(RECORDS TO USE Opens)

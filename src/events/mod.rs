use rust_decimal::Decimal;
use serde::{Deserialize, Serialize};
use tokio::sync::mpsc;
use tracing::{info, warn};
use uuid::Uuid;

use crate::entities::OrderStatus;

/// Domain events published by the services.
#[derive(Debug, Clone, PartialEq, Serialize, Deserialize)]
pub enum Event {
    UserRegistered(Uuid),
    ProductCreated(Uuid),
    ProductUpdated(Uuid),
    ProductDeleted(Uuid),
    OrderCreated {
        order_id: Uuid,
        user_id: Uuid,
        txn_id: String,
        total_amount: Decimal,
    },
    OrderStatusChanged {
        order_id: Uuid,
        old_status: OrderStatus,
        new_status: OrderStatus,
    },
    PaymentCaptured {
        order_id: Uuid,
        txn_id: String,
        amount: Decimal,
    },
    PaymentFailed {
        order_id: Uuid,
        txn_id: String,
        provider_status: String,
    },
    /// A callback that repeated an already settled transaction.
    DuplicateCallback { txn_id: String },
    /// A callback whose signature or amount did not check out.
    PaymentIntegrityViolation { txn_id: String, reason: String },
}

#[derive(Debug, Clone)]
pub struct EventSender {
    sender: mpsc::Sender<Event>,
}

impl EventSender {
    /// Creates a new EventSender
    pub fn new(sender: mpsc::Sender<Event>) -> Self {
        Self { sender }
    }

    /// Sends an event asynchronously
    pub async fn send(&self, event: Event) -> Result<(), String> {
        self.sender
            .send(event)
            .await
            .map_err(|e| format!("Failed to send event: {}", e))
    }

    /// Sends an event, logging instead of failing when the consumer is gone.
    /// The state change that produced the event is already committed.
    pub async fn send_or_log(&self, event: Event) {
        if let Err(e) = self.send(event).await {
            warn!(error = %e, "dropping domain event");
        }
    }
}

/// Drains the event channel until every sender is dropped.
pub async fn process_events(mut rx: mpsc::Receiver<Event>) {
    info!("Starting event processing loop");

    while let Some(event) = rx.recv().await {
        match &event {
            Event::PaymentIntegrityViolation { txn_id, reason } => {
                warn!(txn_id = %txn_id, reason = %reason, "payment integrity violation");
            }
            Event::OrderCreated {
                order_id,
                user_id,
                txn_id,
                total_amount,
            } => {
                info!(
                    order_id = %order_id,
                    user_id = %user_id,
                    txn_id = %txn_id,
                    total_amount = %total_amount,
                    "order created"
                );
            }
            Event::OrderStatusChanged {
                order_id,
                old_status,
                new_status,
            } => {
                info!(order_id = %order_id, from = %old_status, to = %new_status, "order status changed");
            }
            Event::PaymentCaptured {
                order_id,
                txn_id,
                amount,
            } => {
                info!(order_id = %order_id, txn_id = %txn_id, amount = %amount, "payment captured");
            }
            Event::PaymentFailed {
                order_id,
                txn_id,
                provider_status,
            } => {
                info!(order_id = %order_id, txn_id = %txn_id, provider_status = %provider_status, "payment failed");
            }
            other => info!(event = ?other, "domain event"),
        }
    }

    info!("Event processing loop stopped");
}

(RECORDS TO USE Closes)

• EXERCISE AIM:
From the very first line of the records down to the line with "#[derive(Debug, Clone, PartialEq, Serialize, Deserialize)]", please write out each line exactly, including both ends and no other lines.

• RESPONSE:
filename src/events/mod.rs
use rust_decimal::Decimal;
use serde::{Deserialize, Serialize};
use tokio::sync::mpsc;
use tracing::{info, warn};
use uuid::Uuid;

use crate::entities::OrderStatus;

/// Domain events published by the services.
#[derive(Debug, Clone, PartialEq, Serialize, Deserialize)]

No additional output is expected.